Say one has 2 vectors in 2D $v_1, v_2$. One can construct the bivector $b_1 = v_1 \wedge v_2$. Say that there is a linear map $L$ that relates 2 other vectors as follows:
$L(v_1) = u_1, L(v_2) = u_2$.
$L$ acting on vectors this way implies the existence of a map acting on the bivectors themselves as:
$M(b_1)=L(v_1)\wedge L(v_2) = u_1\wedge u_2 = b_2$
If one has a coordinate representation of $v, u, L$, is there a coordinate represnetation of $M$? Is it different from $L$?
Considering $\Lambda^2\mathbb{F}^2$ is 1-dimensional, you don't need coordinates; $M$ is a $1\times1$ matrix (as opposed to $L$, which must be represented by a $2\times2$ matrix). Indeed, $M=[\det L]$.

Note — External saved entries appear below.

//! Daily status classification.
//!
//! This module classifies a single attendance record as present, late,
//! half day or absent against the employee's duty timing.

use chrono::NaiveDate;
use serde::{Deserialize, Serialize};

use crate::models::{AttendanceRecord, AuditStep, DailyStatus, TimingConfig};

/// Default lateness, in minutes past reporting time, from which a day is late.
pub const DEFAULT_LATE_THRESHOLD_MINUTES: i64 = 15;

/// The classification of one attendance record.
#[derive(Debug, Clone, PartialEq, Eq, Serialize, Deserialize)]
pub struct DailyClassification {
    /// The date of the classified record.
    pub date: NaiveDate,
    /// The derived status.
    pub status: DailyStatus,
    /// Minutes between punches, zero when a punch is missing.
    pub worked_minutes: i64,
    /// Minutes past reporting time at punch-in, zero when punch-in is missing.
    /// Negative for early arrivals.
    pub late_minutes: i64,
    /// The audit step recording this classification.
    pub audit_step: AuditStep,
}

/// Classifies one attendance record.
///
/// Rules are evaluated in a fixed order and the first match wins:
///
/// 1. A missing punch, or a non-positive worked duration, is **absent**.
/// 2. Worked minutes at or below half of duty minutes is a **half day**.
/// 3. A punch-in `late_threshold_minutes` or more past reporting time is **late**.
/// 4. Anything else is **present**.
///
/// # Arguments
///
/// * `record` - The attendance record to classify
/// * `timing` - The employee's duty hours and reporting time
/// * `late_threshold_minutes` - Lateness from which a day counts as late
/// * `step_number` - The step number for audit trail sequencing
///
/// # Examples
///
/// ```
/// use attendance_payroll::calculation::{classify_attendance, DEFAULT_LATE_THRESHOLD_MINUTES};
/// use attendance_payroll::models::{AttendanceRecord, DailyStatus, TimingConfig};
/// use chrono::{NaiveDate, NaiveTime};
///
/// let record = AttendanceRecord {
///     employee_id: "EMP001".to_string(),
///     date: NaiveDate::from_ymd_opt(2026, 3, 2).unwrap(),
///     punch_in: NaiveTime::from_hms_opt(9, 15, 0),
///     punch_out: NaiveTime::from_hms_opt(18, 0, 0),
/// };
///
/// let result = classify_attendance(
///     &record,
///     &TimingConfig::default(),
///     DEFAULT_LATE_THRESHOLD_MINUTES,
///     1,
/// );
/// assert_eq!(result.status, DailyStatus::Late);
/// assert_eq!(result.late_minutes, 15);
/// ```
pub fn classify_attendance(
    record: &AttendanceRecord,
    timing: &TimingConfig,
    late_threshold_minutes: i64,
    step_number: u32,
) -> DailyClassification {
    let duty_minutes = timing.duty_minutes();
    let half_duty_minutes = timing.half_duty_minutes();

    let late_minutes = record
        .punch_in
        .map(|punch_in| (punch_in - timing.reporting_time).num_minutes())
        .unwrap_or(0);

    let (status, worked_minutes, reasoning) = match record.worked_minutes() {
        None => (
            DailyStatus::Absent,
            0,
            "punch-in or punch-out missing".to_string(),
        ),
        Some(worked) if worked <= 0 => (
            DailyStatus::Absent,
            worked,
            format!("{} minutes worked is not a positive duration", worked),
        ),
        Some(worked) if worked <= half_duty_minutes => (
            DailyStatus::HalfDay,
            worked,
            format!(
                "{} minutes worked is at or below half duty of {} minutes",
                worked, half_duty_minutes
            ),
        ),
        Some(worked) if late_minutes >= late_threshold_minutes => (
            DailyStatus::Late,
            worked,
            format!(
                "punched in {} minutes after reporting time, threshold is {} minutes",
                late_minutes, late_threshold_minutes
            ),
        ),
        Some(worked) => (
            DailyStatus::Present,
            worked,
            format!(
                "{} minutes worked exceeds half duty of {} minutes, punched in {} minutes from reporting time",
                worked, half_duty_minutes, late_minutes
            ),
        ),
    };

    let audit_step = AuditStep {
        step_number,
        rule_id: "daily_status".to_string(),
        rule_name: "Daily Status Classification".to_string(),
        input: serde_json::json!({
            "date": record.date.to_string(),
            "punch_in": record.punch_in.map(|t| t.to_string()),
            "punch_out": record.punch_out.map(|t| t.to_string()),
            "duty_minutes": duty_minutes,
            "reporting_time": timing.reporting_time.to_string(),
            "late_threshold_minutes": late_threshold_minutes
        }),
        output: serde_json::json!({
            "status": status.code(),
            "worked_minutes": worked_minutes,
            "late_minutes": late_minutes
        }),
        reasoning,
    };

    DailyClassification {
        date: record.date,
        status,
        worked_minutes,
        late_minutes,
        audit_step,
    }
}
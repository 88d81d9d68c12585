use crate::{ImageError, PixelGrid};
use crates_image::{ImageBuffer, Pixel, Rgb, Rgba, imageops};

/// Clockwise rotation that turns a sensor frame upright.
#[derive(Debug, Clone, Copy, PartialEq, Eq, Default)]
pub enum Rotation {
    #[default]
    Deg0,
    Deg90,
    Deg180,
    Deg270,
}

impl Rotation {
    /// Accepts any multiple of 90, negative values included.
    pub fn from_degrees(degrees: i32) -> Result<Self, ImageError> {
        match degrees.rem_euclid(360) {
            0 => Ok(Rotation::Deg0),
            90 => Ok(Rotation::Deg90),
            180 => Ok(Rotation::Deg180),
            270 => Ok(Rotation::Deg270),
            _ => Err(ImageError::UnsupportedRotation(degrees)),
        }
    }

    pub fn degrees(&self) -> i32 {
        match self {
            Rotation::Deg0 => 0,
            Rotation::Deg90 => 90,
            Rotation::Deg180 => 180,
            Rotation::Deg270 => 270,
        }
    }

    /// True when the rotation swaps width and height.
    pub fn is_transposing(&self) -> bool {
        matches!(self, Rotation::Deg90 | Rotation::Deg270)
    }
}

fn rotate_buffer<P>(
    width: usize,
    height: usize,
    data: Vec<u8>,
    rotation: Rotation,
) -> Result<PixelGrid, ImageError>
where
    P: Pixel<Subpixel = u8> + 'static,
{
    let buffer = ImageBuffer::<P, Vec<u8>>::from_raw(width as u32, height as u32, data)
        .ok_or(ImageError::InvalidDimensions { width, height })?;
    let rotated = match rotation {
        Rotation::Deg0 => buffer,
        Rotation::Deg90 => imageops::rotate90(&buffer),
        Rotation::Deg180 => imageops::rotate180(&buffer),
        Rotation::Deg270 => imageops::rotate270(&buffer),
    };
    let (w, h) = rotated.dimensions();
    PixelGrid::new(
        w as usize,
        h as usize,
        P::CHANNEL_COUNT as usize,
        rotated.into_raw(),
    )
}

/// Rotates a grid clockwise by `rotation`.
pub fn rotate(grid: &PixelGrid, rotation: Rotation) -> Result<PixelGrid, ImageError> {
    if rotation == Rotation::Deg0 {
        return Ok(grid.clone());
    }
    let (width, height) = (grid.width(), grid.height());
    let data = grid.data().to_vec();
    match grid.channels() {
        3 => rotate_buffer::<Rgb<u8>>(width, height, data, rotation),
        4 => rotate_buffer::<Rgba<u8>>(width, height, data, rotation),
        other => Err(ImageError::UnsupportedChannels(other)),
    }
}

/// A frame as delivered by a camera, with the rotation the device reported.
#[derive(Debug, Clone, PartialEq)]
pub struct CameraFrame {
    pub pixels: PixelGrid,
    pub rotation: Rotation,
}

impl CameraFrame {
    pub fn new(pixels: PixelGrid, rotation: Rotation) -> Self {
        Self { pixels, rotation }
    }

    /// Pixels with the rotation applied.
    pub fn upright(&self) -> Result<PixelGrid, ImageError> {
        rotate(&self.pixels, self.rotation)
    }
}
use crate::{Backend, DeclaredShape, Device, InferError, ModelSource, Session};
use lane_base::Tensor;
use ndarray::ArrayD;
use ort::session::{Session as OrtSession, SessionInputValue};
use ort::value::{TensorRef, ValueType};
use std::borrow::Cow;

/// ONNX Runtime backend.
pub struct OnnxBackend {
    device: Device,
}

impl OnnxBackend {
    pub fn new(device: Device) -> Self {
        Self { device }
    }

    pub fn cpu() -> Self {
        Self::new(Device::Cpu)
    }
}

impl Backend for OnnxBackend {
    fn name(&self) -> &str {
        "onnx"
    }

    fn load_model(&self, model: ModelSource) -> Result<Box<dyn Session>, InferError> {
        let builder = OrtSession::builder().map_err(|e| {
            InferError::BackendError(format!("failed to create session builder: {e}"))
        })?;

        let builder = match &self.device {
            Device::Cpu => {
                log::info!("onnx: CPU execution provider");
                builder
            }
            #[cfg(feature = "cuda")]
            Device::Cuda { device_id } => {
                use ort::execution_providers::CUDAExecutionProvider;
                log::info!("onnx: CUDA execution provider (device_id={device_id})");
                builder
                    .with_execution_providers([CUDAExecutionProvider::default()
                        .with_device_id(*device_id)
                        .build()])
                    .map_err(|_| InferError::UnsupportedDevice(self.device.clone()))?
            }
            #[cfg(not(feature = "cuda"))]
            Device::Cuda { .. } => {
                return Err(InferError::UnsupportedDevice(self.device.clone()));
            }
        };

        let description = model.describe();
        let session = match model {
            ModelSource::File(path) => builder.commit_from_file(path),
            ModelSource::Memory(bytes) => builder.commit_from_memory(&bytes),
        }
        .map_err(|e| InferError::ModelLoad(format!("{description}: {e}")))?;

        let input_names = session.inputs.iter().map(|i| i.name.clone()).collect();
        let output_names = session.outputs.iter().map(|o| o.name.clone()).collect();
        let input_shapes = session
            .inputs
            .iter()
            .map(|i| declared_shape(&i.input_type))
            .collect();
        let output_shapes = session
            .outputs
            .iter()
            .map(|o| declared_shape(&o.output_type))
            .collect();

        Ok(Box::new(OnnxSession {
            session,
            input_names,
            output_names,
            input_shapes,
            output_shapes,
        }))
    }
}

pub struct OnnxSession {
    session: OrtSession,
    input_names: Vec<String>,
    output_names: Vec<String>,
    input_shapes: Vec<DeclaredShape>,
    output_shapes: Vec<DeclaredShape>,
}

// ONNX marks dynamic axes with -1; non-tensor values declare nothing.
fn declared_shape(value_type: &ValueType) -> DeclaredShape {
    value_type
        .tensor_shape()
        .map(|shape| shape.iter().map(|&d| usize::try_from(d).ok()).collect())
        .unwrap_or_default()
}

impl Session for OnnxSession {
    fn run(
        &mut self,
        inputs: &[(&str, &Tensor<f32>)],
    ) -> Result<Vec<(String, Tensor<f32>)>, InferError> {
        for (name, _) in inputs {
            if !self.input_names.iter().any(|n| n == name) {
                return Err(InferError::InvalidInput {
                    name: name.to_string(),
                    expected_names: self.input_names.clone(),
                });
            }
        }

        // arrays must outlive the tensor views handed to ort
        let arrays = inputs
            .iter()
            .map(|(_, tensor)| tensor_to_ndarray(tensor))
            .collect::<Result<Vec<_>, _>>()?;
        let mut feed: Vec<(Cow<'_, str>, SessionInputValue<'_>)> = Vec::with_capacity(arrays.len());
        for ((name, _), array) in inputs.iter().zip(&arrays) {
            let view = TensorRef::from_array_view(array.view()).map_err(|e| {
                InferError::BackendError(format!("failed to create tensor ref for '{name}': {e}"))
            })?;
            feed.push((Cow::Borrowed(*name), view.into()));
        }

        let outputs = self
            .session
            .run(feed)
            .map_err(|e| InferError::BackendError(format!("inference failed: {e}")))?;

        let mut result = Vec::with_capacity(self.output_names.len());
        for name in &self.output_names {
            let array = outputs[name.as_str()]
                .try_extract_array::<f32>()
                .map_err(|e| InferError::UnsupportedDtype(format!("output '{name}': {e}")))?;
            result.push((name.clone(), ndarray_to_tensor(array)?));
        }
        Ok(result)
    }

    fn input_names(&self) -> &[String] {
        &self.input_names
    }

    fn output_names(&self) -> &[String] {
        &self.output_names
    }

    fn input_shapes(&self) -> &[DeclaredShape] {
        &self.input_shapes
    }

    fn output_shapes(&self) -> &[DeclaredShape] {
        &self.output_shapes
    }
}

pub fn tensor_to_ndarray(tensor: &Tensor<f32>) -> Result<ArrayD<f32>, InferError> {
    ArrayD::from_shape_vec(tensor.shape.clone(), tensor.data.clone())
        .map_err(|e| InferError::BackendError(format!("failed to create ndarray: {e}")))
}

pub fn ndarray_to_tensor(
    array: ndarray::ArrayView<'_, f32, ndarray::IxDyn>,
) -> Result<Tensor<f32>, InferError> {
    let shape = array.shape().to_vec();
    // iter() walks logical order, so non-contiguous outputs come out row-major
    let data = array.iter().copied().collect();
    Ok(Tensor::new(shape, data)?)
}
use crate::{BinaryMask, LaneError, ProbabilityGrid};
use lane_image::PixelGrid;

/// Probability above which a pixel counts as lane.
pub const DEFAULT_THRESHOLD: f32 = 0.5;

/// Overlay color of lane pixels: opaque green.
pub const LANE_RGBA: [u8; 4] = [0, 255, 0, 255];

/// Overlay color of everything else: fully transparent.
pub const CLEAR_RGBA: [u8; 4] = [0, 0, 0, 0];

/// `probability > threshold`, strictly. NaN is never lane.
pub fn threshold_mask(probabilities: &ProbabilityGrid, threshold: f32) -> BinaryMask {
    BinaryMask::from_parts(
        probabilities.width(),
        probabilities.height(),
        probabilities.data().iter().map(|&p| p > threshold).collect(),
    )
}

/// RGBA overlay of a mask at mask resolution.
pub fn overlay(mask: &BinaryMask) -> Result<PixelGrid, LaneError> {
    let data = mask
        .data()
        .iter()
        .flat_map(|&lane| if lane { LANE_RGBA } else { CLEAR_RGBA })
        .collect();
    Ok(PixelGrid::new(mask.width(), mask.height(), 4, data)?)
}

/// Thresholds a probability grid and paints the overlay.
///
/// Pure: identical input always yields bit-identical output.
pub fn render(
    probabilities: &ProbabilityGrid,
    threshold: f32,
) -> Result<(BinaryMask, PixelGrid), LaneError> {
    let mask = threshold_mask(probabilities, threshold);
    let overlay = overlay(&mask)?;
    Ok((mask, overlay))
}
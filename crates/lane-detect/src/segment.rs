use crate::{LaneError, ProbabilityGrid};
use lane_base::Tensor;
use lane_infer::{Backend, DeclaredShape, ModelSource, Session, shape_matches};

/// NHWC shape of the model input.
pub fn input_shape(width: usize, height: usize) -> [usize; 4] {
    [1, height, width, 3]
}

/// NHWC shape of the model output: one probability per pixel.
pub fn output_shape(width: usize, height: usize) -> [usize; 4] {
    [1, height, width, 1]
}

/// Anything that scores a `[1, H, W, 3]` frame tensor into lane probabilities.
pub trait Segmentation: Send {
    fn infer(&mut self, tensor: &Tensor<f32>) -> Result<ProbabilityGrid, LaneError>;
}

/// Segmentation backed by an inference [`Session`].
///
/// Feeds the session's first input and reads its first output, checking both
/// against the fixed model shapes: the declared ones when the session is
/// bound, the actual tensors on every frame.
pub struct SessionSegmenter {
    session: Box<dyn Session>,
    width: usize,
    height: usize,
}

impl SessionSegmenter {
    /// Fails with `ShapeMismatch` when the model declares a first input or
    /// output that cannot hold the `[1, H, W, 3]` / `[1, H, W, 1]` tensors.
    pub fn new(session: Box<dyn Session>, width: usize, height: usize) -> Result<Self, LaneError> {
        check_declared(
            session.input_shapes().first(),
            &input_shape(width, height),
        )?;
        check_declared(
            session.output_shapes().first(),
            &output_shape(width, height),
        )?;
        Ok(Self {
            session,
            width,
            height,
        })
    }

    /// Loads the model once.
    ///
    /// A model that does not load is `ModelLoad`; one declaring incompatible
    /// shapes is `ShapeMismatch`.
    pub fn load(
        backend: &dyn Backend,
        source: ModelSource,
        width: usize,
        height: usize,
    ) -> Result<Self, LaneError> {
        let description = source.describe();
        let session = backend
            .load_model(source)
            .map_err(|e| LaneError::ModelLoad(format!("{description}: {e}")))?;
        log::info!(
            "lane model {} loaded with {} (inputs {:?}, outputs {:?})",
            description,
            backend.name(),
            session.input_names(),
            session.output_names()
        );
        Self::new(session, width, height)
    }
}

// dynamic axes show up as 0 in the error
fn check_declared(declared: Option<&DeclaredShape>, expected: &[usize]) -> Result<(), LaneError> {
    match declared {
        Some(dims) if !shape_matches(dims, expected) => Err(LaneError::ShapeMismatch {
            expected: expected.to_vec(),
            got: dims.iter().map(|d| d.unwrap_or(0)).collect(),
        }),
        _ => Ok(()),
    }
}

impl Segmentation for SessionSegmenter {
    fn infer(&mut self, tensor: &Tensor<f32>) -> Result<ProbabilityGrid, LaneError> {
        tensor.expect_shape(&input_shape(self.width, self.height))?;
        let expected_output = output_shape(self.width, self.height);

        let input_name = self.session.input_names().first().cloned().ok_or_else(|| {
            LaneError::ShapeMismatch {
                expected: input_shape(self.width, self.height).to_vec(),
                got: vec![],
            }
        })?;

        let outputs = self.session.run(&[(input_name.as_str(), tensor)])?;
        let (_, output) = outputs
            .into_iter()
            .next()
            .ok_or_else(|| LaneError::ShapeMismatch {
                expected: expected_output.to_vec(),
                got: vec![],
            })?;
        output.expect_shape(&expected_output)?;

        let (_, data) = output.into_parts();
        ProbabilityGrid::new(self.width, self.height, data)
    }
}
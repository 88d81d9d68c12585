use crate::{DisplaySink, LaneError, LanePipeline};
use lane_image::{CameraFrame, PixelGrid};
use std::sync::Arc;
use tokio::sync::watch;
use tokio::task::JoinHandle;

type Slot = Option<Arc<PixelGrid>>;

/// Runs a [`LanePipeline`] on the tokio blocking pool, one frame at a time.
///
/// Frames go through a watch channel: submitting while a frame is in flight
/// replaces whatever was still pending, so the worker always picks up the
/// newest frame and never builds a backlog.
pub struct LaneWorker<S> {
    frames: watch::Sender<Slot>,
    task: JoinHandle<Result<(LanePipeline, S), LaneError>>,
}

impl<S> LaneWorker<S>
where
    S: DisplaySink + Send + 'static,
{
    /// Must be called from within a tokio runtime.
    pub fn spawn(pipeline: LanePipeline, sink: S) -> Self {
        let (frames, rx) = watch::channel::<Slot>(None);
        let task = tokio::spawn(run(pipeline, sink, rx));
        Self { frames, task }
    }

    /// Hands the newest frame to the worker. Never blocks.
    pub fn submit(&self, frame: PixelGrid) {
        self.frames.send_replace(Some(Arc::new(frame)));
    }

    /// Rotates a camera frame upright and submits it.
    pub fn submit_camera(&self, frame: &CameraFrame) -> Result<(), LaneError> {
        self.submit(frame.upright()?);
        Ok(())
    }

    /// Stops accepting frames and waits for the worker.
    ///
    /// A frame submitted but not yet picked up is still processed.
    pub async fn shutdown(self) -> Result<(LanePipeline, S), LaneError> {
        let Self { frames, task } = self;
        drop(frames);
        task.await
            .map_err(|e| LaneError::Worker(format!("lane worker failed: {e}")))?
    }
}

async fn run<S>(
    mut pipeline: LanePipeline,
    mut sink: S,
    mut rx: watch::Receiver<Slot>,
) -> Result<(LanePipeline, S), LaneError>
where
    S: DisplaySink + Send + 'static,
{
    log::debug!("lane worker started");
    while rx.changed().await.is_ok() {
        let latest = rx.borrow_and_update().clone();
        let Some(frame) = latest else {
            continue;
        };
        (pipeline, sink) = tokio::task::spawn_blocking(move || {
            pipeline.process_frame(&frame, &mut sink);
            (pipeline, sink)
        })
        .await
        .map_err(|e| LaneError::Worker(format!("lane frame task failed: {e}")))?;
    }
    log::debug!("lane worker stopped");
    Ok((pipeline, sink))
}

In general, $\dim\Lambda^k\mathbb{F}^n=\binom{n}{k}$. It is a standard exercise to show
$$\{e_{i_1}\wedge\cdots e_{i_k}\mid 1\le i_1<\cdots<i_k\le n\}$$
is a basis (which may be lexicographically ordered), which is in bijection with $k$-subsets of $\{1,\cdots,n\}$. In particular, we always have $\dim\Lambda^n\mathbb{F}^n=1$. If $A$ is any linear operator acting on $\mathbb{F}^n$ then it induces an action on multivectors, $$A(v_1\wedge\cdots\wedge v_k)=(Av_1)\wedge\cdots\wedge(Av_k).$$
In this setting, $A$ acting on the top exterior power $\Lambda^n\mathbb{F}^n$ is just a scalar transformation, namely acting as multiplication-by-$\det A$.
If you represent $v_1,v_2,u_1,u_2$ with respect to some chosen coordinates and write $U=(u_1~u_2)$, $V=(v_1~v_2)$ as matrices, then we may explicitly compute $L=UV^{-1}$.